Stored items
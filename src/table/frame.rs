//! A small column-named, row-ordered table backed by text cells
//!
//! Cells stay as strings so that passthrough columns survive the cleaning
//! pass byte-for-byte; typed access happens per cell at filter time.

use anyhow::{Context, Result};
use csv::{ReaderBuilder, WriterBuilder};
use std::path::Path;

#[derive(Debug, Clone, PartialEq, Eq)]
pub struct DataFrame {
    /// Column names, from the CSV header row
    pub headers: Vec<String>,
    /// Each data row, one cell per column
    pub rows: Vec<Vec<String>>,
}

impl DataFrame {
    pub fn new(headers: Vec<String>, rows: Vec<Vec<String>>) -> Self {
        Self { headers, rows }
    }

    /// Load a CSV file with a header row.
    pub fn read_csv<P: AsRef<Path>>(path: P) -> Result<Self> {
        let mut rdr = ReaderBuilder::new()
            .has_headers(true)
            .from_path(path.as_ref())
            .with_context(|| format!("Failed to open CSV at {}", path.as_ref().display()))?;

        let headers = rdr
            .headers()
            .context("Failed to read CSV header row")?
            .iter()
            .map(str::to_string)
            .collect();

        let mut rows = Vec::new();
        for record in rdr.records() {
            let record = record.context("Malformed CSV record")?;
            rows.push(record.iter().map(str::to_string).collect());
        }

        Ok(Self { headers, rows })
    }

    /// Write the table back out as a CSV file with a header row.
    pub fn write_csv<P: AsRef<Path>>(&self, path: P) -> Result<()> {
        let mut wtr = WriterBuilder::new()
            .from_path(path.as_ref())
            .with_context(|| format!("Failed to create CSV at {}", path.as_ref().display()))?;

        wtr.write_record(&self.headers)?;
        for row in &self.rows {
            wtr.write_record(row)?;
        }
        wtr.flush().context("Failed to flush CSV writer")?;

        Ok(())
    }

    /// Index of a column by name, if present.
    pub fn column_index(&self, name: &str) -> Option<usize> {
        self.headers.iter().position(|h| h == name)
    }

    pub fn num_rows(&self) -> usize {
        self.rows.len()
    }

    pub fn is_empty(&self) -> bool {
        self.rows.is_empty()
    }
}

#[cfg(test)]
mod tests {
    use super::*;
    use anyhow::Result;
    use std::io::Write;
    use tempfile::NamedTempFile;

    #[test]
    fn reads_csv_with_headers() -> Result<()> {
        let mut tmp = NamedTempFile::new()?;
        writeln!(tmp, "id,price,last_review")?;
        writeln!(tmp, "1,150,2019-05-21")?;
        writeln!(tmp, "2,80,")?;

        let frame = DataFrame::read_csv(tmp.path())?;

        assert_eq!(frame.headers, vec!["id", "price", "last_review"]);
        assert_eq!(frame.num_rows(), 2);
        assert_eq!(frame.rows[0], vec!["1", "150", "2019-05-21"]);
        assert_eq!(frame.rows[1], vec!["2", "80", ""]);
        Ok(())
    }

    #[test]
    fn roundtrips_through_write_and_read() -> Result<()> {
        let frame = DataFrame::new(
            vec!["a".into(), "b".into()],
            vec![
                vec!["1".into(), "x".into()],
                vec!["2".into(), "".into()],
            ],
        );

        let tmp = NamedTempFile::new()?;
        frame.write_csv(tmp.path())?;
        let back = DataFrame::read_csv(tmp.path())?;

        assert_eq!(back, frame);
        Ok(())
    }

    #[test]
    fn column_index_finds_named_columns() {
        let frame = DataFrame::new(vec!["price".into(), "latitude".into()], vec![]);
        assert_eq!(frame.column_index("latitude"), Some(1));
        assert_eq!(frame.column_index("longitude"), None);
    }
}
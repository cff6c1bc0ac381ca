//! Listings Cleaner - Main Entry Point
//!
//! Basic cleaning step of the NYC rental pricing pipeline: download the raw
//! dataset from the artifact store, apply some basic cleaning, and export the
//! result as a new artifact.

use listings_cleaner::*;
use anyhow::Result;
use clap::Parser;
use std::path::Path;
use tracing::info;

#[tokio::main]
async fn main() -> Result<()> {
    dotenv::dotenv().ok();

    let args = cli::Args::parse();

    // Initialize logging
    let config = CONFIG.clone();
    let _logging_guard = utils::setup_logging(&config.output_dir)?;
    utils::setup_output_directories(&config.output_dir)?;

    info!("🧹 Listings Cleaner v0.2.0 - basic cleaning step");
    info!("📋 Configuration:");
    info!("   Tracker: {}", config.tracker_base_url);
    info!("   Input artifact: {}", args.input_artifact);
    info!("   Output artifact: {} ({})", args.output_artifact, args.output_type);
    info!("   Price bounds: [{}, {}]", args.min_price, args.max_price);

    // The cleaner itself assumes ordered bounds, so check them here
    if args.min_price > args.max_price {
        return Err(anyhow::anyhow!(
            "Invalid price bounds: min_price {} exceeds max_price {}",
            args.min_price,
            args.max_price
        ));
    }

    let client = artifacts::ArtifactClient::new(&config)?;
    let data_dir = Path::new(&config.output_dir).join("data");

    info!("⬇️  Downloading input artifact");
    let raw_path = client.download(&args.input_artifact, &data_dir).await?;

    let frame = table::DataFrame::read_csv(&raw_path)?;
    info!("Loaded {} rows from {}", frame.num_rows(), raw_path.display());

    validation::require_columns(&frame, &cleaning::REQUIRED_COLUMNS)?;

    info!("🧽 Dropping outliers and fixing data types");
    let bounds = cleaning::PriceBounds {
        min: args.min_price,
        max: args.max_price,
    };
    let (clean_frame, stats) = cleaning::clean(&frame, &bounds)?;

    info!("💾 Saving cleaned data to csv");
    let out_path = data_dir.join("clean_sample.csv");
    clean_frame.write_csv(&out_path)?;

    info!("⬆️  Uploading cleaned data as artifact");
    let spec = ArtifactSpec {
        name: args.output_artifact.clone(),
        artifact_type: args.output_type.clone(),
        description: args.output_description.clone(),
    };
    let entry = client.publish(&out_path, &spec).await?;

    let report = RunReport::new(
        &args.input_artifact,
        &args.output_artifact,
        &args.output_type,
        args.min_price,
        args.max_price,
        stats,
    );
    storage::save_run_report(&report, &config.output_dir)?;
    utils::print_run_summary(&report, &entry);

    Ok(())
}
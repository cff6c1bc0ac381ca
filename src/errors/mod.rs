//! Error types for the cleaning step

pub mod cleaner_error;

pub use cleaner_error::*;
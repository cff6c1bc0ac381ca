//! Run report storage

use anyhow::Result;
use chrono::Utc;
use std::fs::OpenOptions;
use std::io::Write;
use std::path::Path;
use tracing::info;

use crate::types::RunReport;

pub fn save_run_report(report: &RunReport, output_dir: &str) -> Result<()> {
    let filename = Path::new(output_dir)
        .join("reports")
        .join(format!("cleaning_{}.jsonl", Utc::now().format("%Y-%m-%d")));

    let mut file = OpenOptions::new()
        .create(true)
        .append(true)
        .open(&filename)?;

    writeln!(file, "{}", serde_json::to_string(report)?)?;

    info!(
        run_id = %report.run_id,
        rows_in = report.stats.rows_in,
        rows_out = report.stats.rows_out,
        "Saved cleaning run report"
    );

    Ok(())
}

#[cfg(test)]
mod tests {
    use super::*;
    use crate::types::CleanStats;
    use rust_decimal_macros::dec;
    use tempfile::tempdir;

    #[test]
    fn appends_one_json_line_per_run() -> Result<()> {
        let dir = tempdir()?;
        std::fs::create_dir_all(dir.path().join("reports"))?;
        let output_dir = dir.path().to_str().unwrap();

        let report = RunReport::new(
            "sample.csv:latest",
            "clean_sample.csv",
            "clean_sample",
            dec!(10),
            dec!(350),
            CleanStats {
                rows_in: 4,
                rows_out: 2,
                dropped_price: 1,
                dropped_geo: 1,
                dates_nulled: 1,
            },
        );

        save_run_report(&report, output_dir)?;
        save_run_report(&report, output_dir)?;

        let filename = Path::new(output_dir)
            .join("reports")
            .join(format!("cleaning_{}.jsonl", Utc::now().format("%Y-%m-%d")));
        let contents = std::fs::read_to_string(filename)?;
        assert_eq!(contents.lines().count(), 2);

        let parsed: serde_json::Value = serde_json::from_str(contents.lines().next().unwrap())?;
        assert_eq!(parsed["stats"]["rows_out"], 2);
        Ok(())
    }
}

#### WORK REQUEST:
Return only the lines of the records in which the string "collect" appears.

#### ANSWER TO THIS TASK:
            .collect();
            rows.push(record.iter().map(str::to_string).collect());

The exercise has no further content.